Two-Sample Permutation Test — two_sample

This function carries out an hypothesis test in which the null hypothesis is that the two samples are governed by the same underlying generative probability distribution against the alternative hypothesis that they are governed by two different generative probability distributions.

Usage

two_sample_test(
  x,
  y,
  stats = list(stat_t),
  B = 1000L,
  M = NULL,
  alternative = "two_tail",
  combine_with = "tippett",
  type = "exact",
  seed = NULL,
  ...
)

Arguments

x: A numeric vector or a numeric matrix or a list representing the 1st sample. Alternatively, it can be a distance matrix stored as an object of class dist, in which case test statistics based on inter-point distances (marked with the _ip suffix) should be used.
y: A numeric vector if x is a numeric vector, or a numeric matrix if x is a numeric matrix, or a list if x is a list, representing the second sample. Alternatively, if x is an object of class dist, it should be a numeric scalar specifying the size of the first sample.
stats: A list of functions produced by as_function specifying the chosen test statistic(s). A number of test statistic functions are implemented in the package and can be used as such. Alternatively, one can provide its own implementation of test statistics that (s)he deems relevant for the problem at hand. See the section User-supplied statistic function for more information on how these user-supplied functions should be structured for compatibility with the flipr framework. Default is list(stat_t).
B: The number of sampled permutations. Default is 1000L.
M: The total number of possible permutations. Defaults to NULL, which means that it is automatically computed from the given sample size(s).
alternative: A single string or a character vector specifying whether the p-value is right-tailed, left-tailed or two-tailed. Choices are "right_tail", "left_tail" and "two_tail". Default is "two_tail". If a single string is provided, it is assumed that it should be applied to all test statistics provided by the user. Alternative, the length of alternative should match the length of the stats parameter and it is assumed that there is a one-to-one correspondence.
combine_with: A string specifying the combining function to be used to compute the single test statistic value from the set of p-value estimates obtained during the non-parametric combination testing procedure.
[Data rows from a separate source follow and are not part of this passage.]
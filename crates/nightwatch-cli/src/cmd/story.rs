use crate::output::{print_json, print_table, truncate};
use anyhow::Context;
use clap::Subcommand;
use nightwatch_core::backlog::{Backlog, StoryGraph, UserStory};
use nightwatch_core::config::Config;
use std::path::Path;

#[derive(Subcommand)]
pub enum StorySubcommand {
    /// List every story with its scheduling state
    List,

    /// Show the story the loop would pick next
    Next,

    /// Check dependencies for unknown ids and cycles
    Validate,
}

pub fn run(root: &Path, subcmd: StorySubcommand, json: bool) -> anyhow::Result<()> {
    let graph = load_graph(root)?;
    match subcmd {
        StorySubcommand::List => list(&graph, json),
        StorySubcommand::Next => next(&graph, json),
        StorySubcommand::Validate => validate(&graph, json),
    }
}

fn load_graph(root: &Path) -> anyhow::Result<StoryGraph> {
    let config = Config::load(root).context("failed to load config")?;
    let path = config.backlog_path(root);
    let backlog =
        Backlog::load(&path).with_context(|| format!("failed to load {}", path.display()))?;
    Ok(backlog.into_graph())
}

/// `passed`, `skipped`, `waiting` (on an unfinished dependency) or `ready`.
fn state_label(graph: &StoryGraph, story: &UserStory) -> &'static str {
    if story.passes {
        "passed"
    } else if story.skipped {
        "skipped"
    } else if story
        .deps()
        .iter()
        .any(|dep| !graph.story(dep).is_some_and(|d| d.passes))
    {
        "waiting"
    } else {
        "ready"
    }
}

fn list(graph: &StoryGraph, json: bool) -> anyhow::Result<()> {
    if json {
        let stories: Vec<_> = graph
            .stories()
            .iter()
            .map(|s| {
                serde_json::json!({
                    "id": s.id,
                    "title": s.title,
                    "priority": s.priority,
                    "state": state_label(graph, s),
                    "dependencies": s.deps(),
                })
            })
            .collect();
        return print_json(&serde_json::json!({
            "stories": stories,
            "summary": graph.summary(),
        }));
    }

    if graph.stories().is_empty() {
        println!("No stories in the backlog.");
        return Ok(());
    }

    let rows: Vec<Vec<String>> = graph
        .stories()
        .iter()
        .map(|s| {
            vec![
                s.id.clone(),
                s.priority.to_string(),
                state_label(graph, s).to_string(),
                if s.deps().is_empty() {
                    "-".to_string()
                } else {
                    s.deps().join(",")
                },
                truncate(&s.title, 60),
            ]
        })
        .collect();
    print_table(&["ID", "PRI", "STATE", "DEPENDS ON", "TITLE"], &rows);

    let summary = graph.summary();
    println!(
        "\n{} stories: {} passed, {} skipped, {} waiting, {} ready",
        summary.total, summary.passed, summary.skipped, summary.blocked, summary.eligible
    );
    Ok(())
}

fn next(graph: &StoryGraph, json: bool) -> anyhow::Result<()> {
    let next = graph.next().context("backlog is invalid")?;
    if json {
        return print_json(&serde_json::json!({ "next": next }));
    }
    match next {
        Some(story) => println!("{}: {}", story.id, story.title),
        None if graph.is_complete() => println!("Backlog complete."),
        None => println!("No eligible story."),
    }
    Ok(())
}

fn validate(graph: &StoryGraph, json: bool) -> anyhow::Result<()> {
    graph.validate().context("backlog is invalid")?;
    if json {
        print_json(&serde_json::json!({ "valid": true, "summary": graph.summary() }))
    } else {
        println!("Backlog is valid: {} stories.", graph.stories().len());
        Ok(())
    }
}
For now, choices are either "tippett" or "fisher". Default is "tippett", which picks Tippett's function.
type: A string specifying which formula should be used to compute the p-value. Choices are exact (default), upper_bound and estimate. See Phipson & Smith (2010) for details.
seed: An integer specifying the seed of the random generator useful for result reproducibility or method comparisons. Default is NULL.
...: Extra parameters specific to some statistics.

Value

A list with three components: the value of the statistic for the original two samples, the p-value of the resulting permutation test and a numeric vector storing the values of the permuted statistics.
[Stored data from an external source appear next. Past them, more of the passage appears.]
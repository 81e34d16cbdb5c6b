use crate::output::{print_json, print_table, truncate};
use anyhow::Context;
use clap::Subcommand;
use nightwatch_core::config::Config;
use nightwatch_core::queue::{Queue, QueueCommand, QueueItem};
use std::path::Path;

// ---------------------------------------------------------------------------
// Subcommand types
// ---------------------------------------------------------------------------

#[derive(Subcommand)]
pub enum QueueSubcommand {
    /// Queue free-text guidance for the next iteration
    Add {
        /// Guidance text (words are joined with spaces)
        #[arg(required = true, num_args = 1..)]
        text: Vec<String>,
    },

    /// Pause the loop before its next iteration
    Pause,

    /// Stop the loop before its next iteration
    Abort,

    /// Skip a story
    Skip {
        /// Story id
        id: String,
    },

    /// Move a story to the front of the backlog
    Priority {
        /// Story id
        id: String,
    },

    /// List queued items
    List {
        /// Show the processed archive instead of pending items
        #[arg(long)]
        processed: bool,
    },
}

// ---------------------------------------------------------------------------
// Entry point
// ---------------------------------------------------------------------------

pub fn run(root: &Path, subcmd: QueueSubcommand, json: bool) -> anyhow::Result<()> {
    let queue = open(root)?;
    match subcmd {
        QueueSubcommand::Add { text } => {
            let item = queue.add(&text.join(" ")).context("failed to queue guidance")?;
            report_added(&item, json)
        }
        QueueSubcommand::Pause => command(&queue, QueueCommand::Pause, json),
        QueueSubcommand::Abort => command(&queue, QueueCommand::Abort, json),
        QueueSubcommand::Skip { id } => command(&queue, QueueCommand::Skip { story_id: id }, json),
        QueueSubcommand::Priority { id } => {
            command(&queue, QueueCommand::Priority { story_id: id }, json)
        }
        QueueSubcommand::List { processed } => list(&queue, processed, json),
    }
}

fn open(root: &Path) -> anyhow::Result<Queue> {
    let config = Config::load(root).context("failed to load config")?;
    let mut queue = Queue::for_root(root);
    queue.set_lock_timeout(config.lock_timeout());
    queue.set_lock_wait(config.lock_wait());
    Ok(queue)
}

fn command(queue: &Queue, command: QueueCommand, json: bool) -> anyhow::Result<()> {
    let item = queue
        .add_command(&command)
        .with_context(|| format!("failed to queue {command}"))?;
    report_added(&item, json)
}

fn report_added(item: &QueueItem, json: bool) -> anyhow::Result<()> {
    if json {
        print_json(item)
    } else {
        println!("queued {}: {}", item.id, item.content);
        Ok(())
    }
}

// ---------------------------------------------------------------------------
// list
// ---------------------------------------------------------------------------

fn list(queue: &Queue, processed: bool, json: bool) -> anyhow::Result<()> {
    let state = queue.load().context("failed to read queue")?;
    for warning in &state.warnings {
        eprintln!("warning: {warning}");
    }

    let items = if processed {
        &state.processed
    } else {
        &state.pending
    };

    if json {
        return print_json(&serde_json::json!({
            "items": items,
            "warnings": state.warnings,
        }));
    }

    if items.is_empty() {
        println!(
            "No {} items.",
            if processed { "processed" } else { "pending" }
        );
        return Ok(());
    }

    let rows: Vec<Vec<String>> = items
        .iter()
        .map(|item| {
            let mut row = vec![
                item.id.clone(),
                item.added_at.format("%Y-%m-%d %H:%M:%S").to_string(),
            ];
            if processed {
                row.push(
                    item.processed_at
                        .map(|t| t.format("%Y-%m-%d %H:%M:%S").to_string())
                        .unwrap_or_else(|| "-".to_string()),
                );
            }
            row.push(truncate(&item.content, 72));
            row
        })
        .collect();

    if processed {
        print_table(&["ID", "ADDED", "PROCESSED", "CONTENT"], &rows);
    } else {
        print_table(&["ID", "ADDED", "CONTENT"], &rows);
    }
    Ok(())
}
use anyhow::Context;
use nightwatch_core::{backlog::Backlog, config::Config, io, paths, paths::QueuePaths};
use std::path::Path;

pub fn run(root: &Path, name: Option<&str>) -> anyhow::Result<()> {
    let project_name = name.map(str::to_string).unwrap_or_else(|| {
        root.file_name()
            .map(|n| n.to_string_lossy().into_owned())
            .unwrap_or_else(|| "project".to_string())
    });

    println!("Initializing nightwatch in: {}", root.display());

    // 1. Directory tree
    for dir in [paths::NIGHTWATCH_DIR, paths::QUEUE_DIR] {
        let p = root.join(dir);
        io::ensure_dir(&p).with_context(|| format!("failed to create {}", p.display()))?;
    }

    // 2. config.yaml
    let config = if paths::config_path(root).exists() {
        println!("  exists:  {}", paths::CONFIG_FILE);
        Config::load(root).context("failed to load existing config.yaml")?
    } else {
        let cfg = Config::new(&project_name);
        cfg.save(root).context("failed to write config.yaml")?;
        println!("  created: {}", paths::CONFIG_FILE);
        cfg
    };

    // 3. Empty queue logs
    let queue = QueuePaths::for_root(root);
    for log in [&queue.pending, &queue.processed] {
        io::write_if_missing(log, b"")
            .with_context(|| format!("failed to create {}", log.display()))?;
    }

    // 4. Backlog skeleton, never overwritten
    let backlog_path = config.backlog_path(root);
    if backlog_path.exists() {
        println!("  exists:  {}", config.backlog.display());
    } else {
        Backlog::new(&config.project.name, Vec::new())
            .save(&backlog_path)
            .context("failed to write backlog")?;
        println!("  created: {}", config.backlog.display());
    }

    println!("\nnightwatch initialized.");
    println!("Next: add stories to {} and run `nightwatch run`", config.backlog.display());
    Ok(())
}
User-supplied statistic function

A user-specified function should have at least two arguments:

the first argument is data which should be a list of the n1 + n2 concatenated observations with the original n1 observations from the first sample on top and the original n2 observations from the second sample below;
the second argument is perm_data which should be an integer vector giving the indices in data that are considered to belong to the first sample.

It is possible to use the use_stat function with nsamples = 2 to have flipr automatically generate a template file for writing down your own test statistics in a way that makes it compatible with the flipr framework.

See the stat_t function for an example.

Examples

n <- 10L
mx <- 0
sigma <- 1

# Two different models for the two populations
x <- rnorm(n = n, mean = mx, sd = sigma)
delta <- 10
my <- mx + delta
y <- rnorm(n = n, mean = my, sd = sigma)
t1 <- two_sample_test(x, y)
t1$pvalue
#> [1] 0.9870103

# Same model for the two populations
x <- rnorm(n = n, mean = mx, sd = sigma)
delta <- 0
my <- mx + delta
y <- rnorm(n = n, mean = my, sd = sigma)
t2 <- two_sample_test(x, y)
t2$pvalue
#> [1] 0.9750223